Come riferiscono i bambini recuperati e riportati a casa, all’interno degli orfanotrofi russi spesso presentati come campi ricreativi, si svolge un’intensa attività di rieducazione culturale che ha lo scopo di inculcare nuovi valori identitari. “I russi agiscono per cancellare l’identità di questi bambini – prosegue Daria Herasymchuck – affinché non ci siano future generazioni di ucraini. Violazioni di questo tipo riconducono a una politica genocidaria.”
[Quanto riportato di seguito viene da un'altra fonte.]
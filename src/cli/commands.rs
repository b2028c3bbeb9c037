//! CLI command implementations

use anyhow::{Context, Result};
use dialoguer::Confirm;
use std::time::Duration;
use tracing::{info, warn};

use crate::census::run_census;
use crate::chain::{Balance, ChainClient, SubstrateChain};
use crate::config::Config;
use crate::migration::{
    BatchDispatcher, CurrencyMigration, DispatchSettings, MemberMigration, MigrationCheck,
    MigrationScanner, PoolMigration, ProgressReporter, ScanOptions, ScanState,
};
use crate::wallet::{
    FundingReport, FundingSettings, Identity, MasterSecret, SignerFunding, SignerPool,
};

/// Flags shared by the migration jobs
#[derive(Debug, Clone, Copy)]
pub struct JobOptions {
    pub dry_run: bool,
    pub start_from: usize,
    pub first_seed: u32,
}

/// Everything a signing job needs once connected
struct Session {
    chain: SubstrateChain,
    admin: Identity,
    pool: SignerPool,
    existential_deposit: Balance,
}

impl Session {
    async fn open(config: &Config, first_seed: u32) -> Result<Self> {
        let secret = MasterSecret::from_env(&config.chain.mnemonic_env)?;
        let admin = secret.derive(None)?;
        let pool = SignerPool::derive(&secret, first_seed, config.signers.accounts_to_use)?;

        let chain = SubstrateChain::connect(&config.chain.endpoint)
            .await
            .context("Failed to connect to node")?;
        let existential_deposit = chain.existential_deposit().await?;
        warn_if_topup_below(
            Balance::from(config.signers.topup_balance),
            min_signer_balance(config, existential_deposit),
        );

        Ok(Self {
            chain,
            admin,
            pool,
            existential_deposit,
        })
    }

    fn dispatch_settings(&self, config: &Config) -> DispatchSettings {
        DispatchSettings {
            batch_size: config.dispatch.batch_size,
            delay: Duration::from_millis(config.dispatch.delay_ms),
            min_signer_balance: min_signer_balance(config, self.existential_deposit),
            flush_remainder: config.dispatch.flush_remainder,
        }
    }

    async fn print_banner(&self, config: &Config, job: &str, options: &JobOptions) -> Result<()> {
        let admin_balance = self.chain.account(self.admin.account()).await?.free;

        println!("\n=== {} ===\n", job);
        println!("Started: {}", chrono::Utc::now().format("%Y-%m-%d %H:%M:%S UTC"));
        println!("Admin: {} (balance {})", self.admin.address(), admin_balance);
        println!("Endpoint: {}", config.chain.endpoint);
        println!("Snapshot: {}", self.chain.snapshot());
        println!(
            "Runtime: spec version {}, genesis {:?}",
            self.chain.spec_version(),
            self.chain.genesis_hash()
        );
        println!("Existential deposit: {}", self.existential_deposit);
        println!(
            "Batch size: {}, delay: {}ms",
            config.dispatch.batch_size, config.dispatch.delay_ms
        );
        println!(
            "Signers: seeds {}..={} ({} accounts)",
            self.pool.first_seed(),
            self.pool.last_seed(),
            self.pool.len()
        );
        println!(
            "Final partial batch: {}",
            if config.dispatch.flush_remainder {
                "flushed"
            } else {
                "dropped"
            }
        );
        println!("Start from: {}", options.start_from);
        println!("Dry run: {}\n", options.dry_run);

        if options.dry_run {
            warn!("Running in DRY-RUN mode - no transactions will be submitted");
        }

        Ok(())
    }

    async fn fund_if_live(&self, config: &Config, options: &JobOptions) -> Result<()> {
        fund_if_live(
            &self.chain,
            &self.admin,
            &self.pool,
            FundingSettings::from(&config.signers),
            options.dry_run,
        )
        .await?;
        Ok(())
    }
}

/// Balance a signer needs before it may dispatch
fn min_signer_balance(config: &Config, existential_deposit: Balance) -> Balance {
    config
        .signers
        .min_dispatch_balance
        .map(Balance::from)
        .unwrap_or(existential_deposit)
}

/// Warn when top-ups cannot lift a signer over the dispatch minimum
fn warn_if_topup_below(topup: Balance, required: Balance) -> bool {
    if topup >= required {
        return false;
    }
    warn!(
        "topup_balance ({}) is below the minimum signer balance ({}); funded signers will still fail the dispatch check",
        topup, required
    );
    true
}

/// Top up the signer pool before a real run; dry runs move no funds
pub async fn fund_if_live<C: ChainClient + ?Sized>(
    chain: &C,
    admin: &Identity,
    pool: &SignerPool,
    settings: FundingSettings,
    dry_run: bool,
) -> Result<Option<FundingReport>> {
    if dry_run {
        info!("DRY-RUN: skipping signer funding");
        return Ok(None);
    }
    let funding = SignerFunding::new(chain, admin, settings);
    Ok(Some(funding.ensure_funded(pool).await?))
}

/// Scan each phase in order with one dispatcher
///
/// Every phase enumerates its own collection and ends with the dispatcher's
/// final-batch handling. The rotation counter carries across phases.
pub async fn run_phases<C: ChainClient + ?Sized>(
    chain: &C,
    checks: &[&dyn MigrationCheck],
    scanner: &MigrationScanner,
    dispatcher: &mut BatchDispatcher<'_, C>,
) -> Result<Vec<(&'static str, ScanState)>> {
    let mut results = Vec::with_capacity(checks.len());

    for check in checks {
        let keys = chain
            .keys(check.collection())
            .await
            .with_context(|| format!("Failed to enumerate {}", check.collection()))?;

        let state = scanner.scan(*check, &keys, dispatcher).await?;
        dispatcher.finish().await?;

        print_summary(check.name(), &state);
        results.push((check.name(), state));
    }

    Ok(results)
}

/// Migrate nomination pools, then their members
pub async fn migrate_pools(config: &Config, options: JobOptions) -> Result<()> {
    let session = Session::open(config, options.first_seed).await?;
    session
        .print_banner(config, "POOL MIGRATION", &options)
        .await?;
    session.fund_if_live(config, &options).await?;

    let pools = PoolMigration::new(&session.chain);
    let members = MemberMigration::new(&session.chain, session.existential_deposit);
    let scanner = scanner(config, &options);
    let mut dispatcher = BatchDispatcher::new(
        &session.chain,
        &session.pool,
        session.dispatch_settings(config),
    );

    run_phases(&session.chain, &[&pools, &members], &scanner, &mut dispatcher).await?;
    print_dispatch(&dispatcher);

    Ok(())
}

/// Migrate stakers off the legacy currency lock
pub async fn migrate_currency(config: &Config, options: JobOptions) -> Result<()> {
    let session = Session::open(config, options.first_seed).await?;
    session
        .print_banner(config, "CURRENCY MIGRATION", &options)
        .await?;
    session.fund_if_live(config, &options).await?;

    let stakers = CurrencyMigration::new(&session.chain);
    let scanner = scanner(config, &options);
    let mut dispatcher = BatchDispatcher::new(
        &session.chain,
        &session.pool,
        session.dispatch_settings(config),
    );

    run_phases(&session.chain, &[&stakers], &scanner, &mut dispatcher).await?;
    print_dispatch(&dispatcher);

    Ok(())
}

/// Top up the signer window from the admin account
pub async fn fund_signers(config: &Config, first_seed: u32) -> Result<()> {
    let session = Session::open(config, first_seed).await?;
    info!(
        "Funding {} signers from {}",
        session.pool.len(),
        session.admin.address()
    );

    let funding = SignerFunding::new(
        &session.chain,
        &session.admin,
        FundingSettings::from(&config.signers),
    );
    let report = funding.ensure_funded(&session.pool).await?;
    print_funding("FUNDING", &report);

    Ok(())
}

/// Sweep the signer window back to the admin account
pub async fn collect_signers(
    config: &Config,
    first_seed: u32,
    force: bool,
    dry_run: bool,
) -> Result<()> {
    let session = Session::open(config, first_seed).await?;

    // Confirmation prompt (unless --force or a dry run)
    if !force && !dry_run {
        let confirmed = Confirm::new()
            .with_prompt(format!(
                "Sweep all funds of {} signers (seeds from {}) to {}? This reaps the signer accounts.",
                session.pool.len(),
                first_seed,
                session.admin.address()
            ))
            .default(false)
            .interact()?;

        if !confirmed {
            info!("Collect cancelled by user");
            return Ok(());
        }
    }

    let funding = SignerFunding::new(
        &session.chain,
        &session.admin,
        FundingSettings::from(&config.signers),
    );
    let report = funding.collect(&session.pool, dry_run).await?;
    print_funding("COLLECT", &report);

    Ok(())
}

/// Print provider/consumer reference histograms
pub async fn ref_census(config: &Config, json: bool) -> Result<()> {
    let chain = SubstrateChain::connect(&config.chain.endpoint)
        .await
        .context("Failed to connect to node")?;

    let census = run_census(&chain, config.progress.census_step).await?;
    if json {
        println!("{}", serde_json::to_string_pretty(&census)?);
    } else {
        println!("\n=== REFERENCE CENSUS at {} ===\n", chain.snapshot());
        println!("{}", census.render());
    }

    Ok(())
}

/// Show current configuration (secrets masked)
pub fn show_config(config: &Config) -> Result<()> {
    println!("{}", config.masked_display());
    Ok(())
}

fn scanner(config: &Config, options: &JobOptions) -> MigrationScanner {
    MigrationScanner::new(
        ScanOptions {
            dry_run: options.dry_run,
            start_from: options.start_from,
        },
        ProgressReporter::new(config.progress.step),
    )
}

fn print_summary(name: &str, state: &ScanState) {
    println!("\n=== {} SUMMARY ===\n", name.to_uppercase());
    println!("Processed: {}/{}", state.processed, state.total);
    println!("To migrate: {}", state.to_migrate);
    println!("Already migrated: {}", state.already_migrated);
    println!("Balance below ED: {}", state.balance_low);
    println!("Staking directly: {}", state.already_staking);
    println!("Pending slash: {}", state.pending_slash);
}

fn print_dispatch<C: ChainClient + ?Sized>(dispatcher: &BatchDispatcher<'_, C>) {
    let stats = dispatcher.stats();
    println!("\n=== DISPATCH ===\n");
    println!("Transactions: {}", stats.flushes);
    println!("Operations submitted: {}", stats.submitted_operations);
    println!("Failed transactions: {}", stats.failed_batches);
    if stats.dropped_operations > 0 {
        println!("Operations dropped: {}", stats.dropped_operations);
    }
}

fn print_funding(title: &str, report: &FundingReport) {
    println!("\n=== {} ===\n", title);
    println!("Signers checked: {}", report.checked);
    println!("Transfers: {}", report.transfers);
    println!("Total moved: {}", report.total);
}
Sui 20 mila casi accertati di deportazione di minori, i bambini recuperati sinora sono stati 1.300, e ogni singolo salvataggio è stato possibile grazie alla mediazione di diversi paesi, e ad una rete di organizzazioni, pubbliche e private, che lavora a fianco delle famiglie.
Il tema dei rientri degli ucraini detenuti o trattenuti in Russia o nei territori occupati è stato anche al centro della Conferenza di Montreal dell’ottobre scorso, dove sono state ascoltate diverse testimonianze di civili, anche minori, che hanno subito una deportazione forzata e hanno trascorso un periodo di detenzione o di permanenza in un orfanotrofio se minorenni.
“Al momento riusciamo a recuperare pochissimi minori al mese, è un processo molto lento, mentre i russi continuano a commettere altri crimini – dice ancora Herasymchuck – dobbiamo salvarli il prima possibile prima che perdano la loro identità. Non abbiamo ancora un meccanismo rodato che funzioni per tutti i casi, ma abbiamo creato una coalizione internazionale guidata dall’Ucraina in collaborazione con il Canada che oggi comprende 41 paesi, con l’intento non solo di salvare i bambini ucraini, ma di contribuire alla creazione di un nuovo sistema globale per la protezione e la sicurezza dei minori nel mondo.”
Nel mese di aprile sono stati riportati in Ucraina 38 bambini, a marzo erano stati 18. Nel frattempo è stata lanciata una nuova campagna nazionale basata sulla creazione di un database con i dati genetici dei parenti dei bambini scomparsi. Le famiglie che hanno un figlio disperso nei territori occupati sono invitate a fornire un campione di Dna per facilitare le identificazioni, e tutti gli ucraini che potrebbero essere stati testimoni di un rapimento o averne avuto notizia sono incoraggiati a segnalare questi casi ai centri specializzati per le persone scomparse. In attesa dell’unico strumento che potrebbe davvero accelerare questo processo, ossia la fine del conflitto.